What is needed → From the line with "with default limits." to the line with "EOF. After a", retype every line exactly, including those two, and leave out the rest of the data below.
=== Data records ===
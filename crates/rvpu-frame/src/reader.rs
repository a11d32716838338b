use std::io::{ErrorKind, Read};
use std::time::Duration;

use bytes::BytesMut;
use rvpu_transport::RemoteStream;
use tracing::warn;

use crate::codec::{decode_frame, FrameConfig};
use crate::error::{FrameError, Result};
use crate::primitive::Primitive;

const INITIAL_BUFFER_CAPACITY: usize = 4 * 1024;
const READ_CHUNK_SIZE: usize = 4 * 1024;

/// Reads complete primitives from any `Read` stream.
///
/// Partial reads are absorbed internally. Declared payload lengths are bounded
/// by `FrameConfig::max_payload_size`, never by the peer.
pub struct PrimitiveReader<T> {
    inner: T,
    buf: BytesMut,
    config: FrameConfig,
}

impl<T: Read> PrimitiveReader<T> {
    /// Create a reader with default limits.
    pub fn new(inner: T) -> Self {
        Self::with_config(inner, FrameConfig::default())
    }

    /// Create a reader with explicit limits.
    pub fn with_config(inner: T, config: FrameConfig) -> Self {
        Self {
            inner,
            buf: BytesMut::with_capacity(INITIAL_BUFFER_CAPACITY),
            config,
        }
    }

    /// Read the next complete primitive (blocking).
    ///
    /// Returns `Err(FrameError::ConnectionClosed)` at EOF. After a
    /// `MalformedHeader` the buffered bytes are discarded, since no later
    /// frame boundary in them can be trusted.
    pub fn read_primitive(&mut self) -> Result<Primitive> {
        loop {
            match decode_frame(&mut self.buf, self.config.max_payload_size) {
                Ok(Some(prim)) => return Ok(prim),
                Ok(None) => {}
                Err(err @ (FrameError::MalformedHeader { .. } | FrameError::FrameTooLarge { .. })) => {
                    warn!(error = %err, dropped = self.buf.len(), "discarding receive buffer");
                    self.buf.clear();
                    return Err(err);
                }
                Err(err) => return Err(err),
            }

            let mut chunk = [0u8; READ_CHUNK_SIZE];
            let read = match self.inner.read(&mut chunk) {
                Ok(n) => n,
                Err(err) if err.kind() == ErrorKind::Interrupted => continue,
                Err(err) => return Err(FrameError::Io(err)),
            };

            if read == 0 {
                return Err(FrameError::ConnectionClosed);
            }

            self.buf.extend_from_slice(&chunk[..read]);
        }
    }

    /// Bytes received but not yet returned as a primitive.
    pub fn buffered(&self) -> usize {
        self.buf.len()
    }

    /// Borrow the underlying stream.
    pub fn get_ref(&self) -> &T {
        &self.inner
    }

    /// Mutably borrow the underlying stream.
    pub fn get_mut(&mut self) -> &mut T {
        &mut self.inner
    }

    /// Consume the reader and return the inner stream.
    pub fn into_inner(self) -> T {
        self.inner
    }

    /// Current limits.
    pub fn config(&self) -> &FrameConfig {
        &self.config
    }
}

impl PrimitiveReader<RemoteStream> {
    /// Create a reader over a channel stream and apply its read timeout.
    pub fn with_config_stream(inner: RemoteStream, config: FrameConfig) -> Result<Self> {
        inner
            .set_read_timeout(config.read_timeout)
            .map_err(transport_to_frame_error)?;
        Ok(Self::with_config(inner, config))
    }

    /// Change the receive deadline for subsequent reads.
    pub fn set_read_timeout(&mut self, timeout: Option<Duration>) -> Result<()> {
        self.inner
            .set_read_timeout(timeout)
            .map_err(transport_to_frame_error)?;
        self.config.read_timeout = timeout;
        Ok(())
    }
}

pub(crate) fn transport_to_frame_error(err: rvpu_transport::TransportError) -> FrameError {
    match err {
        rvpu_transport::TransportError::Io(io) | rvpu_transport::TransportError::Accept(io) => {
            FrameError::Io(io)
        }
        rvpu_transport::TransportError::Bind { source, .. }
        | rvpu_transport::TransportError::Connect { source, .. } => FrameError::Io(source),
        other => FrameError::Io(std::io::Error::other(other.to_string())),
    }
}

/// True for the error kinds a socket read timeout produces.
pub fn is_timeout(err: &FrameError) -> bool {
    matches!(err, FrameError::Io(io) if io.kind() == ErrorKind::WouldBlock || io.kind() == ErrorKind::TimedOut)
}

#[cfg(test)]
mod tests {
    use std::io::Cursor;

    use super::*;
    use crate::codec::{encode_frame, DEFAULT_TX_CAPACITY};
    use crate::primitive::PrimitiveCode;
    use crate::writer::PrimitiveWriter;

    fn wire(prims: &[(PrimitiveCode, &[u8])]) -> Vec<u8> {
        let mut out = BytesMut::new();
        for (code, payload) in prims {
            encode_frame(code.wire(), payload, &mut out, DEFAULT_TX_CAPACITY).unwrap();
        }
        out.to_vec()
    }

    #[test]
    fn reads_start_then_wait() {
        let bytes = wire(&[
            (PrimitiveCode::Start, &[1u8; 32]),
            (PrimitiveCode::Wait, &[2u8; 32]),
        ]);
        let mut reader = PrimitiveReader::new(Cursor::new(bytes));

        let start = reader.read_primitive().unwrap();
        let wait = reader.read_primitive().unwrap();
        assert_eq!(start.kind(), Some(PrimitiveCode::Start));
        assert_eq!(wait.kind(), Some(PrimitiveCode::Wait));
        assert_eq!(wait.payload.as_ref(), &[2u8; 32]);
        assert!(matches!(
            reader.read_primitive(),
            Err(FrameError::ConnectionClosed)
        ));
    }

    #[test]
    fn byte_by_byte_delivery() {
        let bytes = wire(&[(PrimitiveCode::ControlSei, &[3, 0, 0, 0])]);
        let mut reader = PrimitiveReader::new(ByteByByteReader { bytes, pos: 0 });

        let prim = reader.read_primitive().unwrap();
        assert_eq!(prim.kind(), Some(PrimitiveCode::ControlSei));
        assert_eq!(prim.payload.as_ref(), &[3, 0, 0, 0]);
    }

    #[test]
    fn eof_mid_payload_is_connection_closed() {
        let mut reader = PrimitiveReader::new(Cursor::new(b"4:32:partial".to_vec()));
        assert!(matches!(
            reader.read_primitive(),
            Err(FrameError::ConnectionClosed)
        ));
    }

    #[test]
    fn malformed_header_discards_buffer() {
        let mut reader = PrimitiveReader::new(Cursor::new(b"1:0:garbage:0:11:0:".to_vec()));
        assert_eq!(
            reader.read_primitive().unwrap().kind(),
            Some(PrimitiveCode::Init)
        );
        assert!(matches!(
            reader.read_primitive(),
            Err(FrameError::MalformedHeader { .. })
        ));
        assert_eq!(reader.buffered(), 0);
    }

    #[test]
    fn declared_length_bounded_by_receive_capacity() {
        let cfg = FrameConfig {
            max_payload_size: 16,
            ..FrameConfig::default()
        };
        let mut reader = PrimitiveReader::with_config(Cursor::new(b"8:1024:".to_vec()), cfg);
        assert!(matches!(
            reader.read_primitive(),
            Err(FrameError::FrameTooLarge { size: 1024, max: 16 })
        ));
    }

    #[test]
    fn interrupted_read_retries() {
        let bytes = wire(&[(PrimitiveCode::Flush, b"")]);
        let mut reader = PrimitiveReader::new(InterruptedOnce {
            interrupted: false,
            inner: Cursor::new(bytes),
        });
        assert_eq!(
            reader.read_primitive().unwrap().kind(),
            Some(PrimitiveCode::Flush)
        );
    }

    #[test]
    fn timeout_on_remote_stream_is_recognised() {
        let (left, _right) = RemoteStream::pair().unwrap();
        let cfg = FrameConfig {
            read_timeout: Some(Duration::from_millis(5)),
            ..FrameConfig::default()
        };
        let mut reader = PrimitiveReader::with_config_stream(left, cfg).unwrap();
        let err = reader.read_primitive().unwrap_err();
        assert!(is_timeout(&err), "{err:?}");
    }

    #[test]
    fn roundtrip_over_stream_pair() {
        let (left, right) = RemoteStream::pair().unwrap();
        let mut writer = PrimitiveWriter::new(left);
        let mut reader = PrimitiveReader::new(right);

        writer.send(PrimitiveCode::Init, b"").unwrap();
        writer.send(PrimitiveCode::Reset, b"").unwrap();
        writer.send(PrimitiveCode::Deinit, b"").unwrap();

        let codes: Vec<_> = (0..3)
            .map(|_| reader.read_primitive().unwrap().kind().unwrap())
            .collect();
        assert_eq!(
            codes,
            vec![PrimitiveCode::Init, PrimitiveCode::Reset, PrimitiveCode::Deinit]
        );
    }

    struct ByteByByteReader {
        bytes: Vec<u8>,
        pos: usize,
    }

    impl Read for ByteByByteReader {
        fn read(&mut self, buf: &mut [u8]) -> std::io::Result<usize> {
            if self.pos >= self.bytes.len() || buf.is_empty() {
                return Ok(0);
            }
            buf[0] = self.bytes[self.pos];
            self.pos += 1;
            Ok(1)
        }
    }

    struct InterruptedOnce {
        interrupted: bool,
        inner: Cursor<Vec<u8>>,
    }

    impl Read for InterruptedOnce {
        fn read(&mut self, buf: &mut [u8]) -> std::io::Result<usize> {
            if !self.interrupted {
                self.interrupted = true;
                return Err(std::io::Error::from(ErrorKind::Interrupted));
            }
            self.inner.read(buf)
        }
    }
}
===
Solution for this problem →
    /// Create a reader with default limits.
    pub fn new(inner: T) -> Self {
        Self::with_config(inner, FrameConfig::default())
    }

    /// Create a reader with explicit limits.
    pub fn with_config(inner: T, config: FrameConfig) -> Self {
        Self {
            inner,
            buf: BytesMut::with_capacity(INITIAL_BUFFER_CAPACITY),
            config,
        }
    }

    /// Read the next complete primitive (blocking).
    ///
    /// Returns `Err(FrameError::ConnectionClosed)` at EOF. After a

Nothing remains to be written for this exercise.